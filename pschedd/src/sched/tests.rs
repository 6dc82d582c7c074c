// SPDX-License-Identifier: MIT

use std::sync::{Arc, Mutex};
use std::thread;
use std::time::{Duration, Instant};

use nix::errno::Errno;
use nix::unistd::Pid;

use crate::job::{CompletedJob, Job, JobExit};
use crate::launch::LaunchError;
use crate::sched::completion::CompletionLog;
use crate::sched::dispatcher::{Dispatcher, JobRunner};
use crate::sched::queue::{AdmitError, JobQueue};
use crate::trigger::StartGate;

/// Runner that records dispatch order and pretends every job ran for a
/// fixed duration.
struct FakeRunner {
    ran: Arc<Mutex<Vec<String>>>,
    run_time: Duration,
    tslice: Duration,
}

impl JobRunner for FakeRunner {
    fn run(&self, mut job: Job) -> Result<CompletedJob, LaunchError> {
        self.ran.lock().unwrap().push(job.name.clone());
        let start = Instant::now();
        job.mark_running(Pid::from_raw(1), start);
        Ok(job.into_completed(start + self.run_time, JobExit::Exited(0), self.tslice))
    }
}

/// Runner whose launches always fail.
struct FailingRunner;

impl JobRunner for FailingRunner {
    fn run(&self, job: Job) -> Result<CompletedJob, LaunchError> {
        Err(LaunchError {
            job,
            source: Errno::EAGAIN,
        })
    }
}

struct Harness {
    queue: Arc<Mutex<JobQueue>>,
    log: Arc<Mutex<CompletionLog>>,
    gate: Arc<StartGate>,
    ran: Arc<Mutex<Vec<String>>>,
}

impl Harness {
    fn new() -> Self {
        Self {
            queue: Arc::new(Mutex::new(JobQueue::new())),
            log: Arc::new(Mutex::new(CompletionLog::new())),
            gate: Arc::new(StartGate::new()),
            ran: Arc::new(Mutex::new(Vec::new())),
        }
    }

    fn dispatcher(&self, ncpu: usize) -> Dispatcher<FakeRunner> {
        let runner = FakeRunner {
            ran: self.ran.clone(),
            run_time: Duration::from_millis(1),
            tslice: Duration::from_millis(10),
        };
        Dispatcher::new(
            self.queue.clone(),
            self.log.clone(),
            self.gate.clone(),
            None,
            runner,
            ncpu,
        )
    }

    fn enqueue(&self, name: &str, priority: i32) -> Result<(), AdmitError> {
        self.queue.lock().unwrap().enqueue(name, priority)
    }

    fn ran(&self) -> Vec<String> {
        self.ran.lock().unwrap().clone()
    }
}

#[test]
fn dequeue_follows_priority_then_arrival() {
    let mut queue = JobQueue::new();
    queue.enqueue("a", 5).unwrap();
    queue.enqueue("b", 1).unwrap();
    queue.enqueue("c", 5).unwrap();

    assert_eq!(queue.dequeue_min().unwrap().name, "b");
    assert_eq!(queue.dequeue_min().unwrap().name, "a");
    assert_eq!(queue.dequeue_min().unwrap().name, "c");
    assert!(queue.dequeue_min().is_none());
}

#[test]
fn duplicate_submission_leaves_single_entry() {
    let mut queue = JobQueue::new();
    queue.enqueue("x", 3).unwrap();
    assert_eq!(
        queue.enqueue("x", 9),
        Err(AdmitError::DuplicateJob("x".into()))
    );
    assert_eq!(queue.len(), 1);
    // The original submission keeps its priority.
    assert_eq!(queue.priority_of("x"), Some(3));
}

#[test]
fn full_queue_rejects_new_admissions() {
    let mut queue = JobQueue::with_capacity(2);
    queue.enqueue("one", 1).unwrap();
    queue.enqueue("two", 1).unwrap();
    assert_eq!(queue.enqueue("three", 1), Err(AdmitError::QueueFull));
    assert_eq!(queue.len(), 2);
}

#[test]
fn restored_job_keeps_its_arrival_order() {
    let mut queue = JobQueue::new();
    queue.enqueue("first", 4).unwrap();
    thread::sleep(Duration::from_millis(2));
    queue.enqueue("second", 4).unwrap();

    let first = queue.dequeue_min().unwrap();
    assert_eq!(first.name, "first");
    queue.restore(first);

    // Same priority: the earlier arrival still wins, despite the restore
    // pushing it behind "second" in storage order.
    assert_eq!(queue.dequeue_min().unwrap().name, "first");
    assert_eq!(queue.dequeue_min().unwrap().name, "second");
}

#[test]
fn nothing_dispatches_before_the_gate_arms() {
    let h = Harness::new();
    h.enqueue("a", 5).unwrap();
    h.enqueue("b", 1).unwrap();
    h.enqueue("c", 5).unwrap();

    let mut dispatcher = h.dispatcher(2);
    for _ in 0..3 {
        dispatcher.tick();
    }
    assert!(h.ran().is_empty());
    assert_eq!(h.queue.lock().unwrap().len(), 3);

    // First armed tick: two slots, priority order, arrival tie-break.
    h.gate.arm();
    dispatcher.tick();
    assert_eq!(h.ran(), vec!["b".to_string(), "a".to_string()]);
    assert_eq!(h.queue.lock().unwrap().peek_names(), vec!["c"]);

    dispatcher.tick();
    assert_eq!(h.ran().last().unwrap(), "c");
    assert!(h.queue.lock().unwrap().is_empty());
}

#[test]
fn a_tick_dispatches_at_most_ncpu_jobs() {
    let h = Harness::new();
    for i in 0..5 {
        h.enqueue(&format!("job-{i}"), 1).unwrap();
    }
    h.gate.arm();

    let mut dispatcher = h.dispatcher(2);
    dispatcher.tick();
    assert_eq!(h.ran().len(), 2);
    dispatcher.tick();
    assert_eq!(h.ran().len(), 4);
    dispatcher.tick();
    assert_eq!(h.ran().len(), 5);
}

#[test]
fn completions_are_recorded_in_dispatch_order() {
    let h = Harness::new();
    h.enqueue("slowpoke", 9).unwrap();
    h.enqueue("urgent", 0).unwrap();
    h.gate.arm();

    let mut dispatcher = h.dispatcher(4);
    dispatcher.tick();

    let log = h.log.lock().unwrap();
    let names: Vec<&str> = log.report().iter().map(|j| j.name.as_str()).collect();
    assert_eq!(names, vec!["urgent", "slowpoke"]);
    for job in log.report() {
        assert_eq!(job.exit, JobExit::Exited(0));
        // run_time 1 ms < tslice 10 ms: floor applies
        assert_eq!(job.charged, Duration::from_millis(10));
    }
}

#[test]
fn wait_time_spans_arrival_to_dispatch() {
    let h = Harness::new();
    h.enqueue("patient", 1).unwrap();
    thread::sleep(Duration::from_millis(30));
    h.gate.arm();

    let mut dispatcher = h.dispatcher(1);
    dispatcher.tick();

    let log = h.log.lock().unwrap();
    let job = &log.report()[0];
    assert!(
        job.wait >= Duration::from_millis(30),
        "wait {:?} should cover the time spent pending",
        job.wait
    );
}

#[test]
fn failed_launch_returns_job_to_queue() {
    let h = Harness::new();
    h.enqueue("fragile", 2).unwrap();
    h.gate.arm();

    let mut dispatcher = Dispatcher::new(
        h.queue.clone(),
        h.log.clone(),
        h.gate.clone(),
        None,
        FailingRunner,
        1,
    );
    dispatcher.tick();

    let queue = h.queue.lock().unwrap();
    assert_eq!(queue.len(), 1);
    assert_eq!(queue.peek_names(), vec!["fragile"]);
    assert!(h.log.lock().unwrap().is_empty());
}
* * * * *
* Aim of the exercise *
Return, from the data, each line that has the word "FakeRunner" in it.

* Written answer *
struct FakeRunner {
impl JobRunner for FakeRunner {
    fn dispatcher(&self, ncpu: usize) -> Dispatcher<FakeRunner> {
        let runner = FakeRunner {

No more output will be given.